Heidegger se pregunta cuál es la diferencia entre el construir antiguo, el puente medieval, y la moderna tecno-ciencia. Nos dice que la técnica antigua establecía una tensión entre el mundo abierto en el establecimiento del puente, y la resistencia de la tierra, que mantenía oculto su poder y sus posibilidades. El mundo humano era una rasgadura, un espacio ganado para la vida en medio de la incertidumbre y la amenaza, pero siempre amenazado por su propia fragilidad. Precisamente por eso, el lugar abierto por el puente medieval -por la catedral, la ciudad o el campo de labranza junto a la cabaña- al mismo tiempo que establecía el espacio para el habitar humano, retenía sobre sí, la posibilidad de una nueva apertura, puesta de manifiesto por el retirarse de la tierra. Dicho de otro modo: en medio de la fragilidad, no todo queda al descubierto, no todas las posibilidades son agotadas, no se cierra sobre sí el habitar humano, la posibilidad de la sorpresa y lo inesperado.

En cambio,  la moderna tecno-ciencia, el construir moderno, ejemplificado por Heidegger en la central sobre el Rhin, borra por completo la resistencia de la tierra y se erige como dominación absoluta. El espacio abierto, deja de ser una rasgadura ganada al tiempo, una brecha en medio de la amenaza, y se dispone como mera extensión disponible para el diseño del ingeniero.

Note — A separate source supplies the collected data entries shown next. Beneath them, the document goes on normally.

#![allow(dead_code)]

use std::collections::VecDeque;
use std::sync::{Arc, Mutex};

use async_trait::async_trait;
use axum::body::Body;
use axum::http::{Method, Request, StatusCode};
use axum::Router;
use chat_agent::adapters::responses::ProviderEvents;
use chat_agent::adapters::ResponsesTransport;
use chat_agent::config::BridgeConfig;
use chat_agent::registry::{RegistryConfig, SessionRegistry};
use chat_agent::router::{build_router_with_state, AppState, AuthConfig};
use chat_agent::sandbox::LocalSandboxProvider;
use chat_agent::store::MemoryChatStore;
use chat_agent_error::ChatAgentError;
use futures::StreamExt;
use http_body_util::BodyExt;
use serde_json::{json, Value};
use tempfile::TempDir;
use tower::util::ServiceExt;

pub struct TestApp {
    pub app: Router,
    pub state: Arc<AppState>,
    pub dir: TempDir,
}

impl TestApp {
    pub fn new() -> Self {
        Self::build(AuthConfig::disabled(), BridgeConfig::default(), None)
    }

    pub fn with_auth(auth: AuthConfig) -> Self {
        Self::build(auth, BridgeConfig::default(), None)
    }

    pub fn with_config(config: BridgeConfig) -> Self {
        Self::build(AuthConfig::disabled(), config, None)
    }

    pub fn with_transport(transport: Arc<dyn ResponsesTransport>) -> Self {
        Self::build(AuthConfig::disabled(), BridgeConfig::default(), Some(transport))
    }

    fn build(
        auth: AuthConfig,
        config: BridgeConfig,
        transport: Option<Arc<dyn ResponsesTransport>>,
    ) -> Self {
        let dir = tempfile::tempdir().expect("create temp data dir");
        let provider = LocalSandboxProvider::new(dir.path()).expect("create sandbox provider");
        let registry = SessionRegistry::new(
            Arc::new(provider),
            Arc::new(MemoryChatStore::new()),
            RegistryConfig::default(),
        );
        let mut state = AppState::new(auth, registry, config);
        if let Some(transport) = transport {
            state = state.with_transport(transport);
        }
        let (app, state) = build_router_with_state(Arc::new(state));
        Self { app, state, dir }
    }

    pub async fn action(&self, body: Value) -> (StatusCode, Value) {
        send_json(&self.app, Method::POST, "/v1/chat", Some(body), &[]).await
    }

    /// Starts a session and returns its chat id.
    pub async fn start_chat(&self, chat_id: &str) -> String {
        let (status, payload) = self
            .action(json!({ "action": "chat-start", "chatId": chat_id }))
            .await;
        assert_eq!(status, StatusCode::OK, "chat-start: {payload}");
        payload["chatId"].as_str().expect("chat id").to_string()
    }

    /// Capability token the runner scripts would receive for `chat_id`.
    pub async fn capability_token(&self, chat_id: &str) -> String {
        let session = self.state.registry().get(chat_id).await.expect("session");
        session.turn_context().await.token
    }

    pub async fn call_tool(&self, chat_id: &str, tool: &str, args: Value) -> (StatusCode, Value) {
        let token = self.capability_token(chat_id).await;
        let authorization = format!("Bearer {token}");
        send_json(
            &self.app,
            Method::POST,
            &format!("/v1/agent-tools/{tool}"),
            Some(args),
            &[("authorization", authorization.as_str()), ("x-chat-id", chat_id)],
        )
        .await
    }
}

pub async fn send_json(
    app: &Router,
    method: Method,
    path: &str,
    body: Option<Value>,
    headers: &[(&str, &str)],
) -> (StatusCode, Value) {
    let mut builder = Request::builder()
        .method(method)
        .uri(path)
        .header("content-type", "application/json");
    for (name, value) in headers {
        builder = builder.header(*name, *value);
    }
    let request = builder
        .body(Body::from(body.map(|value| value.to_string()).unwrap_or_default()))
        .expect("request");
    let response = app.clone().oneshot(request).await.expect("response");
    let status = response.status();
    let bytes = response
        .into_body()
        .collect()
        .await
        .expect("body")
        .to_bytes();
    let payload = if bytes.is_empty() {
        Value::Null
    } else {
        serde_json::from_slice(&bytes).unwrap_or(Value::Null)
    };
    (status, payload)
}

/// Posts an action whose answer is an event stream and collects every frame
/// as `(event, data)` until the server closes it.
pub async fn read_sse(app: &Router, body: Value) -> (StatusCode, Vec<(String, String)>) {
    let request = Request::builder()
        .method(Method::POST)
        .uri("/v1/chat")
        .header("content-type", "application/json")
        .body(Body::from(body.to_string()))
        .expect("request");
    let response = app.clone().oneshot(request).await.expect("response");
    let status = response.status();
    let bytes = response
        .into_body()
        .collect()
        .await
        .expect("body")
        .to_bytes();
    let text = String::from_utf8_lossy(&bytes).into_owned();
    (status, parse_frames(&text))
}

fn parse_frames(text: &str) -> Vec<(String, String)> {
    let mut frames = Vec::new();
    for block in text.split("\n\n") {
        let mut event = String::new();
        let mut data = Vec::new();
        for line in block.lines() {
            if let Some(rest) = line.strip_prefix("event:") {
                event = rest.trim().to_string();
            } else if let Some(rest) = line.strip_prefix("data:") {
                data.push(rest.strip_prefix(' ').unwrap_or(rest).to_string());
            }
        }
        if !event.is_empty() || !data.is_empty() {
            frames.push((event, data.join("\n")));
        }
    }
    frames
}

/// Parsed turn events carried by the `data` frames of a stream.
pub fn turn_events(frames: &[(String, String)]) -> Vec<Value> {
    frames
        .iter()
        .filter(|(event, _)| event.is_empty() || event == "data")
        .filter_map(|(_, data)| serde_json::from_str(data).ok())
        .collect()
}

/// Replays canned provider rounds and records every request it was sent.
#[derive(Debug, Default)]
pub struct ScriptedTransport {
    rounds: Mutex<VecDeque<Vec<Value>>>,
    pub requests: Mutex<Vec<Value>>,
}

impl ScriptedTransport {
    pub fn new(rounds: Vec<Vec<Value>>) -> Self {
        Self {
            rounds: Mutex::new(rounds.into()),
            requests: Mutex::new(Vec::new()),
        }
    }

    pub fn requests(&self) -> Vec<Value> {
        self.requests.lock().expect("requests lock").clone()
    }
}

#[async_trait]
impl ResponsesTransport for ScriptedTransport {
    async fn open(&self, request: &Value) -> Result<ProviderEvents, ChatAgentError> {
        self.requests
            .lock()
            .expect("requests lock")
            .push(request.clone());
        let round = self
            .rounds
            .lock()
            .expect("rounds lock")
            .pop_front()
            .ok_or_else(|| ChatAgentError::UpstreamError {
                message: "script exhausted".to_string(),
                status: None,
            })?;
        Ok(futures::stream::iter(round.into_iter().map(Ok)).boxed())
    }
}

Todas las cosas quedan expuestas, sin misterio, sin dioses, sin incertidumbe, cologados ahí como meros utensilios, mercancías apiladas para su uso, o desechos que contaminan la tierra.

La técnica antigua muestra un equilibrio entre el espacio abierto para la vida, y la amenaza de la tierra que no se deja apresar. El molino, por ejemplo, se sirve de la corriente del río, de sus rápidos y de su fuerza para moler el grano. Pero el río no se deja convertir en mercancía, pues la corriente  no está siempre a merced de la noria. El molino deja ser al río lo que es, no lo convierte por completo en una disponibilidad,  permitiendo que la tierra se retraiga, mostrando la incertidumbre de vivir, algo que se hace evidente un día de aburrimiento del molinero que la corriente misteriosamente no entrega su fuerza acumulándose el grano para moler junto a la piedra gigante.  En cambio, la moderna tecno-ciencia pretende la anulación completa de la resistencia y dispone un espacio sin fisuras, un espacio cartesiano. La central hidroeléctrica ya no necesita de la corriente en absoluto, pues cree que es algo generable mediante la construcción de una presa, lo que permite disponer de esa fuerza a discreción y a voluntad. Puede así ser ininterrumpida la producción de energía. La central hidroeléctrica ya no está construida en el río como el viejo puente que junta una orilla con la otra, y hace aparecer un paraje, es más bien la corriente la que está construida en la central, es la central la que hace aparecer algo así como el río. Pero éste ya no es un discurrir de agua que atraviesa campos, ciudades y permite que un puente acerque sus dos orillas. Ahora sólo es disponibilidad absoluta de la corriente.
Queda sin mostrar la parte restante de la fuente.